Problem to work on: Transcribe all of the records exactly, leaving every line as it is.

Exercise inputs:
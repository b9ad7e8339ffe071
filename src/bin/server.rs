use anyhow::Context;
use matchday::api;
use matchday::challenge_manager::ChallengeManager;
use matchday::config::AppConfig;
use tracing_subscriber::{EnvFilter, layer::SubscriberExt, util::SubscriberInitExt};

fn init_tracing() {
    let env_filter = EnvFilter::try_from_default_env()
        .unwrap_or_else(|_| EnvFilter::new("info,matchday=debug,tower_http=debug"));

    tracing_subscriber::registry()
        .with(env_filter)
        .with(tracing_subscriber::fmt::layer().with_target(true))
        .init();
}

#[tokio::main]
async fn main() -> anyhow::Result<()> {
    init_tracing();

    let config = AppConfig::load().context("failed to load configuration")?;

    let manager = match &config.database_path {
        Some(path) => ChallengeManager::with_db(path)
            .with_context(|| format!("failed to open database at {path}"))?,
        None => {
            tracing::warn!("MATCHDAY_DATABASE_PATH not set, state will not survive a restart");
            ChallengeManager::new()
        }
    };

    let sweeper = manager.spawn_expiry_sweeper(config.sweep_interval());
    let app = api::router(manager);

    let addr = config.bind_addr();
    let listener = tokio::net::TcpListener::bind(&addr)
        .await
        .with_context(|| format!("failed to bind {addr}"))?;
    tracing::info!(%addr, "matchday server listening");

    axum::serve(listener, app).await.context("server error")?;
    sweeper.abort();
    Ok(())
}
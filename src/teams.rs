use std::collections::HashMap;
use serde::{Serialize, Deserialize};
use uuid::Uuid;

/// The user performing an action, along with the teams they belong to.
#[derive(Debug, Clone, PartialEq, Eq, Serialize, Deserialize)]
pub struct Actor {
    pub user_id: Uuid,
    pub team_ids: Vec<Uuid>,
}

impl Actor {
    pub fn new(user_id: Uuid, team_ids: Vec<Uuid>) -> Self {
        Actor { user_id, team_ids }
    }

    pub fn is_member(&self, team_id: Uuid) -> bool {
        self.team_ids.contains(&team_id)
    }
}

#[derive(Debug, Clone, PartialEq, Eq, Serialize, Deserialize)]
pub struct User {
    pub id: Uuid,
    pub name: String,
}

#[derive(Debug, Clone, PartialEq, Eq, Serialize, Deserialize)]
pub struct Team {
    pub id: Uuid,
    pub name: String,
    pub sport: String,
    pub members: Vec<Uuid>,
}

impl Team {
    pub fn has_member(&self, user_id: Uuid) -> bool {
        self.members.contains(&user_id)
    }
}

#[derive(Debug, Clone, PartialEq, Eq, thiserror::Error)]
pub enum DirectoryError {
    #[error("User not found")]
    UserNotFound,
    #[error("Team not found")]
    TeamNotFound,
    #[error("Only team members can add members")]
    NotTeamMember,
    #[error("User is already a member of this team")]
    AlreadyMember,
}

/// A user's bearer token as persisted next to the user record.
#[derive(Debug, Clone, Serialize, Deserialize)]
pub struct UserRecord {
    pub user: User,
    pub token: String,
}

/// Users, their tokens and the teams they belong to.
#[derive(Debug, Default)]
pub struct TeamDirectory {
    users: HashMap<Uuid, UserRecord>,
    tokens: HashMap<String, Uuid>,
    teams: HashMap<Uuid, Team>,
}

impl TeamDirectory {
    pub fn new() -> Self {
        Self::default()
    }

    /// Rebuild a directory from persisted records.
    pub fn from_records(users: Vec<UserRecord>, teams: Vec<Team>) -> Self {
        let mut directory = TeamDirectory::new();
        for record in users {
            directory.tokens.insert(record.token.clone(), record.user.id);
            directory.users.insert(record.user.id, record);
        }
        for team in teams {
            directory.teams.insert(team.id, team);
        }
        directory
    }

    /// Register a user and issue their bearer token.
    pub fn register_user(&mut self, name: String) -> UserRecord {
        let user = User { id: Uuid::new_v4(), name };
        let token = Uuid::new_v4().simple().to_string();
        let record = UserRecord { user, token: token.clone() };
        self.tokens.insert(token, record.user.id);
        self.users.insert(record.user.id, record.clone());
        record
    }

    pub fn authenticate(&self, token: &str) -> Option<Uuid> {
        self.tokens.get(token).copied()
    }

    pub fn user(&self, user_id: Uuid) -> Option<&User> {
        self.users.get(&user_id).map(|r| &r.user)
    }

    pub fn team(&self, team_id: Uuid) -> Option<&Team> {
        self.teams.get(&team_id)
    }

    pub fn create_team(&mut self, owner: Uuid, name: String, sport: String) -> Result<Team, DirectoryError> {
        if !self.users.contains_key(&owner) {
            return Err(DirectoryError::UserNotFound);
        }
        let team = Team {
            id: Uuid::new_v4(),
            name,
            sport,
            members: vec![owner],
        };
        self.teams.insert(team.id, team.clone());
        Ok(team)
    }

    /// Add `user_id` to a team. Only existing members may add someone.
    pub fn add_member(&mut self, team_id: Uuid, actor: Uuid, user_id: Uuid) -> Result<Team, DirectoryError> {
        if !self.users.contains_key(&user_id) {
            return Err(DirectoryError::UserNotFound);
        }
        let team = self.teams.get_mut(&team_id).ok_or(DirectoryError::TeamNotFound)?;
        if !team.has_member(actor) {
            return Err(DirectoryError::NotTeamMember);
        }
        if team.has_member(user_id) {
            return Err(DirectoryError::AlreadyMember);
        }
        team.members.push(user_id);
        Ok(team.clone())
    }

    /// Build the actor view of a user: their id plus every team they belong to.
    pub fn actor(&self, user_id: Uuid) -> Actor {
        let mut team_ids: Vec<Uuid> = self
            .teams
            .values()
            .filter(|t| t.has_member(user_id))
            .map(|t| t.id)
            .collect();
        team_ids.sort();
        Actor { user_id, team_ids }
    }
}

Answer to the exercise:
repository b9ad7e8339ffe071
filename src/bin/server.rs
use anyhow::Context;
use matchday::api;
use matchday::challenge_manager::ChallengeManager;
use matchday::config::AppConfig;
use tracing_subscriber::{EnvFilter, layer::SubscriberExt, util::SubscriberInitExt};

fn init_tracing() {
    let env_filter = EnvFilter::try_from_default_env()
        .unwrap_or_else(|_| EnvFilter::new("info,matchday=debug,tower_http=debug"));

    tracing_subscriber::registry()
        .with(env_filter)
        .with(tracing_subscriber::fmt::layer().with_target(true))
        .init();
}

#[tokio::main]
async fn main() -> anyhow::Result<()> {
    init_tracing();

    let config = AppConfig::load().context("failed to load configuration")?;

    let manager = match &config.database_path {
        Some(path) => ChallengeManager::with_db(path)
            .with_context(|| format!("failed to open database at {path}"))?,
        None => {
            tracing::warn!("MATCHDAY_DATABASE_PATH not set, state will not survive a restart");
            ChallengeManager::new()
        }
    };

    let sweeper = manager.spawn_expiry_sweeper(config.sweep_interval());
    let app = api::router(manager);

    let addr = config.bind_addr();
    let listener = tokio::net::TcpListener::bind(&addr)
        .await
        .with_context(|| format!("failed to bind {addr}"))?;
    tracing::info!(%addr, "matchday server listening");

    axum::serve(listener, app).await.context("server error")?;
    sweeper.abort();
    Ok(())
}
filename src/teams.rs
use std::collections::HashMap;
use serde::{Serialize, Deserialize};
use uuid::Uuid;

/// The user performing an action, along with the teams they belong to.
#[derive(Debug, Clone, PartialEq, Eq, Serialize, Deserialize)]
pub struct Actor {
    pub user_id: Uuid,
    pub team_ids: Vec<Uuid>,
}

impl Actor {
    pub fn new(user_id: Uuid, team_ids: Vec<Uuid>) -> Self {
        Actor { user_id, team_ids }
    }

    pub fn is_member(&self, team_id: Uuid) -> bool {
        self.team_ids.contains(&team_id)
    }
}

#[derive(Debug, Clone, PartialEq, Eq, Serialize, Deserialize)]
pub struct User {
    pub id: Uuid,
    pub name: String,
}

#[derive(Debug, Clone, PartialEq, Eq, Serialize, Deserialize)]
pub struct Team {
    pub id: Uuid,
    pub name: String,
    pub sport: String,
    pub members: Vec<Uuid>,
}

impl Team {
    pub fn has_member(&self, user_id: Uuid) -> bool {
        self.members.contains(&user_id)
    }
}

#[derive(Debug, Clone, PartialEq, Eq, thiserror::Error)]
pub enum DirectoryError {
    #[error("User not found")]
    UserNotFound,
    #[error("Team not found")]
    TeamNotFound,
    #[error("Only team members can add members")]
    NotTeamMember,
    #[error("User is already a member of this team")]
    AlreadyMember,
}

/// A user's bearer token as persisted next to the user record.
#[derive(Debug, Clone, Serialize, Deserialize)]
pub struct UserRecord {
    pub user: User,
    pub token: String,
}

/// Users, their tokens and the teams they belong to.
#[derive(Debug, Default)]
pub struct TeamDirectory {
    users: HashMap<Uuid, UserRecord>,
    tokens: HashMap<String, Uuid>,
    teams: HashMap<Uuid, Team>,
}

impl TeamDirectory {
    pub fn new() -> Self {
        Self::default()
    }

    /// Rebuild a directory from persisted records.
    pub fn from_records(users: Vec<UserRecord>, teams: Vec<Team>) -> Self {
        let mut directory = TeamDirectory::new();
        for record in users {
            directory.tokens.insert(record.token.clone(), record.user.id);
            directory.users.insert(record.user.id, record);
        }
        for team in teams {
            directory.teams.insert(team.id, team);
        }
        directory
    }

    /// Register a user and issue their bearer token.
    pub fn register_user(&mut self, name: String) -> UserRecord {
        let user = User { id: Uuid::new_v4(), name };
        let token = Uuid::new_v4().simple().to_string();
        let record = UserRecord { user, token: token.clone() };
        self.tokens.insert(token, record.user.id);
        self.users.insert(record.user.id, record.clone());
        record
    }

    pub fn authenticate(&self, token: &str) -> Option<Uuid> {
        self.tokens.get(token).copied()
    }

    pub fn user(&self, user_id: Uuid) -> Option<&User> {
        self.users.get(&user_id).map(|r| &r.user)
    }

    pub fn team(&self, team_id: Uuid) -> Option<&Team> {
        self.teams.get(&team_id)
    }

    pub fn create_team(&mut self, owner: Uuid, name: String, sport: String) -> Result<Team, DirectoryError> {
        if !self.users.contains_key(&owner) {
            return Err(DirectoryError::UserNotFound);
        }
        let team = Team {
            id: Uuid::new_v4(),
            name,
            sport,
            members: vec![owner],
        };
        self.teams.insert(team.id, team.clone());
        Ok(team)
    }

    /// Add `user_id` to a team. Only existing members may add someone.
    pub fn add_member(&mut self, team_id: Uuid, actor: Uuid, user_id: Uuid) -> Result<Team, DirectoryError> {
        if !self.users.contains_key(&user_id) {
            return Err(DirectoryError::UserNotFound);
        }
        let team = self.teams.get_mut(&team_id).ok_or(DirectoryError::TeamNotFound)?;
        if !team.has_member(actor) {
            return Err(DirectoryError::NotTeamMember);
        }
        if team.has_member(user_id) {
            return Err(DirectoryError::AlreadyMember);
        }
        team.members.push(user_id);
        Ok(team.clone())
    }

    /// Build the actor view of a user: their id plus every team they belong to.
    pub fn actor(&self, user_id: Uuid) -> Actor {
        let mut team_ids: Vec<Uuid> = self
            .teams
            .values()
            .filter(|t| t.has_member(user_id))
            .map(|t| t.id)
            .collect();
        team_ids.sort();
        Actor { user_id, team_ids }
    }
}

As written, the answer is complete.